3. What the employer gives, the employer can take away.

Some Twitter employees were owed a bonus on November 1. According to reports, Musk planned to lay them off sooner to deprive them of those bonuses. Only after Twitter’s lawyers and accountants showed he would pay more in fines and legal fees than bonuses did he relent. Yet, Musk’s curtailed remote work and, at one point, mandated a return-to-office despite a “permanent” remote work policy established under former CEO Jack Dorsey. Musk also reportedly has taken away his employees’ free lunches.

4. A forty-hour work week is not guaranteed.

One Twitter manager tweeted a picture of herself sleeping in her office because of short deadlines. Apparently, she isn’t alone. Employers must provide premium pay to some employees who work more than 40 hours in a week, but that’s not a hard ceiling. Employers can require more hours. And most salaried professional, executive, and administrative employees are excluded from this protection under federal law, presumably including this Twitter manager.

5. Without the power of a union or legal protections, employees have little choice but to love it or leave it.

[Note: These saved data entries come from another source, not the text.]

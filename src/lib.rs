//! # Chatwarden
//!
//! Moderation core for a single chat community. It watches a stream of
//! messages, detects abuse (repeated messages, shouting, censored words,
//! invite links), applies sanctions through a platform actuator and keeps
//! the deferred reversals ("unmute in one hour") in a durable store so they
//! survive restarts.
//!
//! ## Features
//!
//! - **Abuse detection**: repetition and caps scoring over a shared window of recent activity
//! - **Pattern matching**: censor list with redaction, invite-link heuristic, per-user ping expressions
//! - **Deferred actions**: persisted schedule with exactly-once dispatch and operator escalation
//! - **Pluggable platform**: the host supplies the `Actuator`, `Store` and `OperatorNotifier`
//!
//! ## Quick Start
//!
//! ```rust,no_run
//! use std::sync::Arc;
//! use chatwarden::prelude::*;
//!
//! #[tokio::main]
//! async fn main() -> anyhow::Result<()> {
//!     let config = ModerationConfig::default();
//!     let exemptions = Arc::new(StaticExemptions::new(config.exempt_user_ids.clone()));
//!     let orchestrator = ModerationOrchestrator::new(
//!         config,
//!         Arc::new(MemoryStore::new()),
//!         Arc::new(InMemoryActuator::new()),
//!         Arc::new(LogNotifier::new()),
//!         exemptions,
//!     );
//!
//!     orchestrator.on_startup().await?;
//!     orchestrator.patterns().add_word(None, "badword").await?;
//!     orchestrator.on_event(&Event::new(1, 42, 7, "hello there")).await?;
//!     orchestrator.shutdown().await;
//!     Ok(())
//! }
//! ```

pub mod bot;
pub mod config;
pub mod platforms;
pub mod storage;
pub mod types;

// Re-export commonly used items
pub mod prelude {
    pub use crate::bot::{
        AbuseDetector, ActionExecutor, ActionScheduler, ActivityWindow, EventOutcome,
        ModerationOrchestrator, PatternSet, ReversalHandlers,
    };
    pub use crate::config::ModerationConfig;
    pub use crate::platforms::{
        memory::{InMemoryActuator, LogNotifier},
        Actuator, ExemptionPolicy, OperatorNotifier, StaticExemptions,
    };
    pub use crate::storage::{JsonFileStore, MemoryStore, Store};
    pub use crate::types::{
        ActionKind, Event, ModerationError, ModerationResult, PatternEntry, Reason,
        SanctionDecision, ScheduledAction, Verdict,
    };
}

// Version information
pub const VERSION: &str = env!("CARGO_PKG_VERSION");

Like most tech companies, Twitter’s employees are not unionized. So, no one is bargaining on their behalf or forcing the boss to slow or modify bad decisions that harm workers or mitigate the harm. Lawsuits might help, but the U.S.'s default rule is employment at-will, which treats workers as readily disposable. When workers have no voice in the workplace, and therefore no ability to influence the decisions that govern their work lives, their only remaining choice is to exit, if they can. That's what the Twitter Turmoil has produced: a Great Exit.  Intriguingly, Twitter is not alone. Roughly four million workers per month have been quitting their jobs for more than year, according to the Labor Department Job Openings and Labor Turnover Survey. So, perhaps the most important lesson of the Twitter Turmoil is that Elon Musk is not the only employer who needs to re-think how he is managing his business.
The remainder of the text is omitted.